[Action item] Output the listing below, all of it, exactly as given.
:: The data
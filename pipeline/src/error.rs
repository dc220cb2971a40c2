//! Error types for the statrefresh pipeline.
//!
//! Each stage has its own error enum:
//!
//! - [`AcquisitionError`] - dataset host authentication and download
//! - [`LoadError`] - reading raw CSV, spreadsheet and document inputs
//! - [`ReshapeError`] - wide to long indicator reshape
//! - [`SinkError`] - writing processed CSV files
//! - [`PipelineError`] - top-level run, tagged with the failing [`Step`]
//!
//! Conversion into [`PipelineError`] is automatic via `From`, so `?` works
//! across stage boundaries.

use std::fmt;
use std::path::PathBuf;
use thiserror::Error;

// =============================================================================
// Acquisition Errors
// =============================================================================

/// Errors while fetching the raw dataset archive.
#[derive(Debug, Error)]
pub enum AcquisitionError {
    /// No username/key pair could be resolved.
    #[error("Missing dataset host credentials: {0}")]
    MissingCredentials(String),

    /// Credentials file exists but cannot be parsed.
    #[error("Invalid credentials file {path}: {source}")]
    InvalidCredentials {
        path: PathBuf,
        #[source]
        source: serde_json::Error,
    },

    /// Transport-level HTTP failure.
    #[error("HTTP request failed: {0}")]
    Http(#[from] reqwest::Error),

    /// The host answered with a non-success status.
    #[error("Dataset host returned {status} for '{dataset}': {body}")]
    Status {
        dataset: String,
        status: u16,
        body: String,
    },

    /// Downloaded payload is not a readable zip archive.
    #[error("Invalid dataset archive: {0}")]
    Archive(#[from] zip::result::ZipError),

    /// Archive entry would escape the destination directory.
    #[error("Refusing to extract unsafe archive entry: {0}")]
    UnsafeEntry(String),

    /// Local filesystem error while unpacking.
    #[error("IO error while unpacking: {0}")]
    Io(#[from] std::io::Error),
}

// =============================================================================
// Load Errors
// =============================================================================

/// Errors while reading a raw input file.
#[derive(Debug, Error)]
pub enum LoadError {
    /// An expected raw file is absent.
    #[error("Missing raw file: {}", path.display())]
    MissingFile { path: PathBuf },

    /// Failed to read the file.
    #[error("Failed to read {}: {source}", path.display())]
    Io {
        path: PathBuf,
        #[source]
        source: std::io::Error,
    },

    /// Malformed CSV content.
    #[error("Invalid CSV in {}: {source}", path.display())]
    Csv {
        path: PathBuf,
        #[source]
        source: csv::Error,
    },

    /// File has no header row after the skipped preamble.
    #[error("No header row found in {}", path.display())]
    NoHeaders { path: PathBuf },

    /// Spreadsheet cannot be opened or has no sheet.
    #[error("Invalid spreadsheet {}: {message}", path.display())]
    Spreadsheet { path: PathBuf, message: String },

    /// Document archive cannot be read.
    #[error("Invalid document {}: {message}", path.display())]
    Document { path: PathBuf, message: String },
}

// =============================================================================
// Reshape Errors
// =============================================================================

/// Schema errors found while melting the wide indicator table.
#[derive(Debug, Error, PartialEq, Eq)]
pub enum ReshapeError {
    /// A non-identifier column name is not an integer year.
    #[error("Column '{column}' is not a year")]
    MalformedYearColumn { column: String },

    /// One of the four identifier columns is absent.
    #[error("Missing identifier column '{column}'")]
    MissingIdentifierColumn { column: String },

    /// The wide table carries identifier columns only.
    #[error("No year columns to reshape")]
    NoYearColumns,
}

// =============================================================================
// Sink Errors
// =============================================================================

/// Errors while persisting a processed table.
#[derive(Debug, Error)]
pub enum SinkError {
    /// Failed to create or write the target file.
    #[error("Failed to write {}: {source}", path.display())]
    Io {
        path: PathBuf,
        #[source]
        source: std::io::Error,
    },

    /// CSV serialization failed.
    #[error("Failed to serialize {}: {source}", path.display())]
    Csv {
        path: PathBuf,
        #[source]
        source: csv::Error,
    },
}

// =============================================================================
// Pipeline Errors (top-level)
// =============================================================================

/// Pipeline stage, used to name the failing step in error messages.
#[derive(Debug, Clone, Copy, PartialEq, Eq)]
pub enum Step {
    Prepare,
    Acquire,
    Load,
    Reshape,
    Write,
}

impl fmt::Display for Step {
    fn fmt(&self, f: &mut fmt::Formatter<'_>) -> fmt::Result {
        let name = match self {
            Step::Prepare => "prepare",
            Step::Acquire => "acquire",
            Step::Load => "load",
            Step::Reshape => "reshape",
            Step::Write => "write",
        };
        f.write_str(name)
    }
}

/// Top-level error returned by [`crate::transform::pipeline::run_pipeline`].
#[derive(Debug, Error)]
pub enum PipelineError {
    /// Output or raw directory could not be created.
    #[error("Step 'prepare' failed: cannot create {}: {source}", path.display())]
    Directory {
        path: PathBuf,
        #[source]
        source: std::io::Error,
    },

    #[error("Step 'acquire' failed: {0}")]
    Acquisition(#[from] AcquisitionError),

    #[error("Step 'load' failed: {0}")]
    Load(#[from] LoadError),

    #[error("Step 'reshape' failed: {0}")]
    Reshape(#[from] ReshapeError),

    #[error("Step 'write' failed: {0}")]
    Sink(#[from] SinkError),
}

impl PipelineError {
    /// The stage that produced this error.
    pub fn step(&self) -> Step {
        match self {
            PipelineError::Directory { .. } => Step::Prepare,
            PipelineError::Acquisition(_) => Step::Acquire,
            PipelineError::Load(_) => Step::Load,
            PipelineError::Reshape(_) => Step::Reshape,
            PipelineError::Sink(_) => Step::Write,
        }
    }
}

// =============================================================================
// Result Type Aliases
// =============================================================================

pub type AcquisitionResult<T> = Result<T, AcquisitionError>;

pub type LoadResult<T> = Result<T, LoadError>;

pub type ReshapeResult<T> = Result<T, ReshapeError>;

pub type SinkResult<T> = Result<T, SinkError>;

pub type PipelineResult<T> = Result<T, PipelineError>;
::::
[Answer section]
filename pipeline/src/error.rs
repository dc220cb2971a40c2
//! Error types for the statrefresh pipeline.
//!
//! Each stage has its own error enum:
//!
//! - [`AcquisitionError`] - dataset host authentication and download
//! - [`LoadError`] - reading raw CSV, spreadsheet and document inputs
//! - [`ReshapeError`] - wide to long indicator reshape
//! - [`SinkError`] - writing processed CSV files
//! - [`PipelineError`] - top-level run, tagged with the failing [`Step`]
//!
//! Conversion into [`PipelineError`] is automatic via `From`, so `?` works
//! across stage boundaries.

use std::fmt;
use std::path::PathBuf;
use thiserror::Error;

// =============================================================================
// Acquisition Errors
// =============================================================================

/// Errors while fetching the raw dataset archive.
#[derive(Debug, Error)]
pub enum AcquisitionError {
    /// No username/key pair could be resolved.
    #[error("Missing dataset host credentials: {0}")]
    MissingCredentials(String),

    /// Credentials file exists but cannot be parsed.
    #[error("Invalid credentials file {path}: {source}")]
    InvalidCredentials {
        path: PathBuf,
        #[source]
        source: serde_json::Error,
    },

    /// Transport-level HTTP failure.
    #[error("HTTP request failed: {0}")]
    Http(#[from] reqwest::Error),

    /// The host answered with a non-success status.
    #[error("Dataset host returned {status} for '{dataset}': {body}")]
    Status {
        dataset: String,
        status: u16,
        body: String,
    },

    /// Downloaded payload is not a readable zip archive.
    #[error("Invalid dataset archive: {0}")]
    Archive(#[from] zip::result::ZipError),

    /// Archive entry would escape the destination directory.
    #[error("Refusing to extract unsafe archive entry: {0}")]
    UnsafeEntry(String),

    /// Local filesystem error while unpacking.
    #[error("IO error while unpacking: {0}")]
    Io(#[from] std::io::Error),
}

// =============================================================================
// Load Errors
// =============================================================================

/// Errors while reading a raw input file.
#[derive(Debug, Error)]
pub enum LoadError {
    /// An expected raw file is absent.
    #[error("Missing raw file: {}", path.display())]
    MissingFile { path: PathBuf },

    /// Failed to read the file.
    #[error("Failed to read {}: {source}", path.display())]
    Io {
        path: PathBuf,
        #[source]
        source: std::io::Error,
    },

    /// Malformed CSV content.
    #[error("Invalid CSV in {}: {source}", path.display())]
    Csv {
        path: PathBuf,
        #[source]
        source: csv::Error,
    },

    /// File has no header row after the skipped preamble.
    #[error("No header row found in {}", path.display())]
    NoHeaders { path: PathBuf },

    /// Spreadsheet cannot be opened or has no sheet.
    #[error("Invalid spreadsheet {}: {message}", path.display())]
    Spreadsheet { path: PathBuf, message: String },

    /// Document archive cannot be read.
    #[error("Invalid document {}: {message}", path.display())]
    Document { path: PathBuf, message: String },
}

// =============================================================================
// Reshape Errors
// =============================================================================

/// Schema errors found while melting the wide indicator table.
#[derive(Debug, Error, PartialEq, Eq)]
pub enum ReshapeError {
    /// A non-identifier column name is not an integer year.
    #[error("Column '{column}' is not a year")]
    MalformedYearColumn { column: String },

    /// One of the four identifier columns is absent.
    #[error("Missing identifier column '{column}'")]
    MissingIdentifierColumn { column: String },

    /// The wide table carries identifier columns only.
    #[error("No year columns to reshape")]
    NoYearColumns,
}

// =============================================================================
// Sink Errors
// =============================================================================

/// Errors while persisting a processed table.
#[derive(Debug, Error)]
pub enum SinkError {
    /// Failed to create or write the target file.
    #[error("Failed to write {}: {source}", path.display())]
    Io {
        path: PathBuf,
        #[source]
        source: std::io::Error,
    },

    /// CSV serialization failed.
    #[error("Failed to serialize {}: {source}", path.display())]
    Csv {
        path: PathBuf,
        #[source]
        source: csv::Error,
    },
}

// =============================================================================
// Pipeline Errors (top-level)
// =============================================================================

/// Pipeline stage, used to name the failing step in error messages.
#[derive(Debug, Clone, Copy, PartialEq, Eq)]
pub enum Step {
    Prepare,
    Acquire,
    Load,
    Reshape,
    Write,
}

impl fmt::Display for Step {
    fn fmt(&self, f: &mut fmt::Formatter<'_>) -> fmt::Result {
        let name = match self {
            Step::Prepare => "prepare",
            Step::Acquire => "acquire",
            Step::Load => "load",
            Step::Reshape => "reshape",
            Step::Write => "write",
        };
        f.write_str(name)
    }
}

/// Top-level error returned by [`crate::transform::pipeline::run_pipeline`].
#[derive(Debug, Error)]
pub enum PipelineError {
    /// Output or raw directory could not be created.
    #[error("Step 'prepare' failed: cannot create {}: {source}", path.display())]
    Directory {
        path: PathBuf,
        #[source]
        source: std::io::Error,
    },

    #[error("Step 'acquire' failed: {0}")]
    Acquisition(#[from] AcquisitionError),

    #[error("Step 'load' failed: {0}")]
    Load(#[from] LoadError),

    #[error("Step 'reshape' failed: {0}")]
    Reshape(#[from] ReshapeError),

    #[error("Step 'write' failed: {0}")]
    Sink(#[from] SinkError),
}

impl PipelineError {
    /// The stage that produced this error.
    pub fn step(&self) -> Step {
        match self {
            PipelineError::Directory { .. } => Step::Prepare,
            PipelineError::Acquisition(_) => Step::Acquire,
            PipelineError::Load(_) => Step::Load,
            PipelineError::Reshape(_) => Step::Reshape,
            PipelineError::Sink(_) => Step::Write,
        }
    }
}

// =============================================================================
// Result Type Aliases
// =============================================================================

pub type AcquisitionResult<T> = Result<T, AcquisitionError>;

pub type LoadResult<T> = Result<T, LoadError>;

pub type ReshapeResult<T> = Result<T, ReshapeError>;

pub type SinkResult<T> = Result<T, SinkError>;

pub type PipelineResult<T> = Result<T, PipelineError>;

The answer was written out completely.